These changes and trends in family life are important for understanding both the causes and consequences of poverty. As the reach and effects of many antipoverty policies vary with family structure, changes in family life pose challenges to the effective design of antipoverty programs and policies.
Following below are examples of IRP's most recent child and family well-being-related research initiatives, conferences, and seminars, with links to related resources, including publications, slide presentations, and videos. The materials span a broad range of topics from the perspective of various academic disciplines, practitioners, and policymakers who all seek to promote the well-being of children and families.

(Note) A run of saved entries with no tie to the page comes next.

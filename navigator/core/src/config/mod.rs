//! Navigation Configuration
//!
//! The read-only lookup table the handlers consult during a session:
//! per-screen behavior flags, transition overrides for specific screen
//! pairs, default transitions, and the HUD and fallback screen keys.
//!
//! # Configuration Priority
//!
//! Values are resolved with the following priority (highest first):
//! 1. Environment variables ([`ConfigOverrides::from_env`])
//! 2. TOML configuration file
//! 3. Default values
//!
//! The default file lives at `$XDG_CONFIG_HOME/navigator/navigation.toml`
//! (typically `~/.config/navigator/navigation.toml`). A missing file is not an
//! error; a malformed one is.
//!
//! # Example Configuration
//!
//! ```toml
//! hud_screen = "HUD"
//! fallback_screen = "MainMenu"
//!
//! [transitions.screen]
//! kind = "fade"
//! duration_secs = 0.25
//! easing = "ease_in_out"
//!
//! [transitions.popup]
//! kind = "fade"
//! duration_secs = 0.15
//!
//! [[screens]]
//! key = "Gameplay"
//! show_hud = true
//! uses_player_input = true
//!
//! [[screens]]
//! key = "Loading"
//! exclude_from_history = true
//!
//! [[overrides]]
//! from = "MainMenu"
//! to = "Settings"
//! transition = { kind = "instant" }
//! ```

use std::collections::{HashMap, HashSet};
use std::path::{Path, PathBuf};

use serde::{Deserialize, Serialize};
use thiserror::Error;
use tracing::{debug, info};

use crate::animation::Transition;
use crate::ids::ScreenId;

/// Key of the HUD screen when nothing else is configured
pub const DEFAULT_HUD_KEY: &str = "HUD";
//! Integration Test: Thread Prohibition
//!
//! **Policy**: The navigator is single-threaded and cooperative. Transitions
//! are state machines advanced per tick, never background threads or tasks.
//! The only cross-thread entry point is `CancelHandle`, an atomic counter.

use architectural_enforcement::{report, scan};

#[test]
fn test_no_threads_in_navigator_core() {
    let violations = scan(
        &["navigator/core/src"],
        &["thread::spawn", "std::thread", "tokio::spawn", "spawn_blocking"],
    );
    report("threads or tasks spawned in navigator-core", &violations);
}

#[test]
fn test_no_locks_in_navigator_core() {
    let violations = scan(&["navigator/core/src"], &["Mutex<", "RwLock<"]);
    report("locks in navigator-core (state is owned by the handlers)", &violations);
}
//! View Identifiers
//!
//! String-keyed identifiers for screens and popups. Identifiers are plain
//! values: they are created at call sites, compared by key only, and carry no
//! reference to the view they name. The empty key is the distinguished
//! "none" value.

use serde::{Deserialize, Serialize};

macro_rules! view_id {
    ($(#[$meta:meta])* $name:ident) => {
        $(#[$meta])*
        #[derive(Clone, Debug, Default, PartialEq, Eq, Hash, PartialOrd, Ord, Serialize, Deserialize)]
        #[serde(transparent)]
        pub struct $name(String);

        impl $name {
            /// Create an identifier from a key
            pub fn new(key: impl Into<String>) -> Self {
                Self(key.into())
            }

            /// The "none" identifier (empty key)
            #[must_use]
            pub fn none() -> Self {
                Self(String::new())
            }

            /// Whether this is the "none" identifier
            #[must_use]
            pub fn is_none(&self) -> bool {
                self.0.is_empty()
            }

            /// Get the key
            #[must_use]
            pub fn as_str(&self) -> &str {
                &self.0
            }
        }

        impl std::fmt::Display for $name {
            fn fmt(&self, f: &mut std::fmt::Formatter<'_>) -> std::fmt::Result {
                write!(f, "{}", self.0)
            }
        }

        impl From<&str> for $name {
            fn from(key: &str) -> Self {
                Self::new(key)
            }
        }

        impl From<String> for $name {
            fn from(key: String) -> Self {
                Self(key)
            }
        }

        impl AsRef<str> for $name {
            fn as_ref(&self) -> &str {
                &self.0
            }
        }
    };
}

view_id! {
    /// Identifier of a full-page screen (including the HUD)
    ScreenId
}

view_id! {
    /// Identifier of a modal popup
    PopupId
}

#[cfg(test)]
mod tests {
    use super::*;

    #[test]
    fn test_none_is_empty_key() {
        assert!(ScreenId::none().is_none());
        assert!(ScreenId::default().is_none());
        assert!(!ScreenId::new("Main").is_none());
        assert_eq!(PopupId::none().as_str(), "");
    }

    #[test]
    fn test_equality_is_case_sensitive() {
        assert_eq!(ScreenId::from("Settings"), ScreenId::new("Settings".to_string()));
        assert_ne!(ScreenId::from("Settings"), ScreenId::from("settings"));
    }

    #[test]
    fn test_display_prints_key() {
        assert_eq!(PopupId::from("Confirm").to_string(), "Confirm");
        assert_eq!(ScreenId::none().to_string(), "");
    }

    #[test]
    fn test_serializes_as_plain_string() {
        let json = serde_json::to_string(&ScreenId::from("Inventory")).unwrap();
        assert_eq!(json, "\"Inventory\"");
    }
}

Extramural Research Funding for 2017–2018: Policies and Programs to Reduce Child Poverty and Its Effects
The Institute for Research on Poverty (IRP) seeks to fund research examining policies and programs with the potential to reduce child poverty and/or its effects, a key area of interest identified by the U.S. Department of Health and Human Services Assistant Secretary for Planning and Evaluation.
Proposals are invited from U.S. Ph.D.-holding poverty scholars at all career stages, from postdoctoral fellows to senior faculty, and from all disciplines. IRP anticipates funding four to eight projects, with awards ranging from $10,000 to $25,000 each. The proposal deadline is 5:00 p.m. CDT, March 31, 2017.
Children's life chances are constrained by their parents' social and economic fortunes. Poverty is a common experience for children in the United States. Whereas about one in five children is poor in any given year, roughly one in three will spend at least one year of their childhood living in a poor household. Young children, children of single mothers, children of immigrants, and children of color are disproportionately likely to experience poverty, which often has adverse consequences throughout the life course.
Center on Child Welfare Policy and Practice
The Center on Child Welfare Policy and Practice (CCWPP) is a research center at UW–Madison that promotes child and family well-being through interdisciplinary research and enhanced collaboration and communication among the researchers, policymakers, and practitioners seeking best practices in preventing child maltreatment.
The Center is a joint initiative of the School of Social Work (SSW) and the Institute for Research on Poverty (IRP) to provide a home base for longstanding efforts on behalf of vulnerable children in Wisconsin and the Midwest and the infrastructure needed to expand that work.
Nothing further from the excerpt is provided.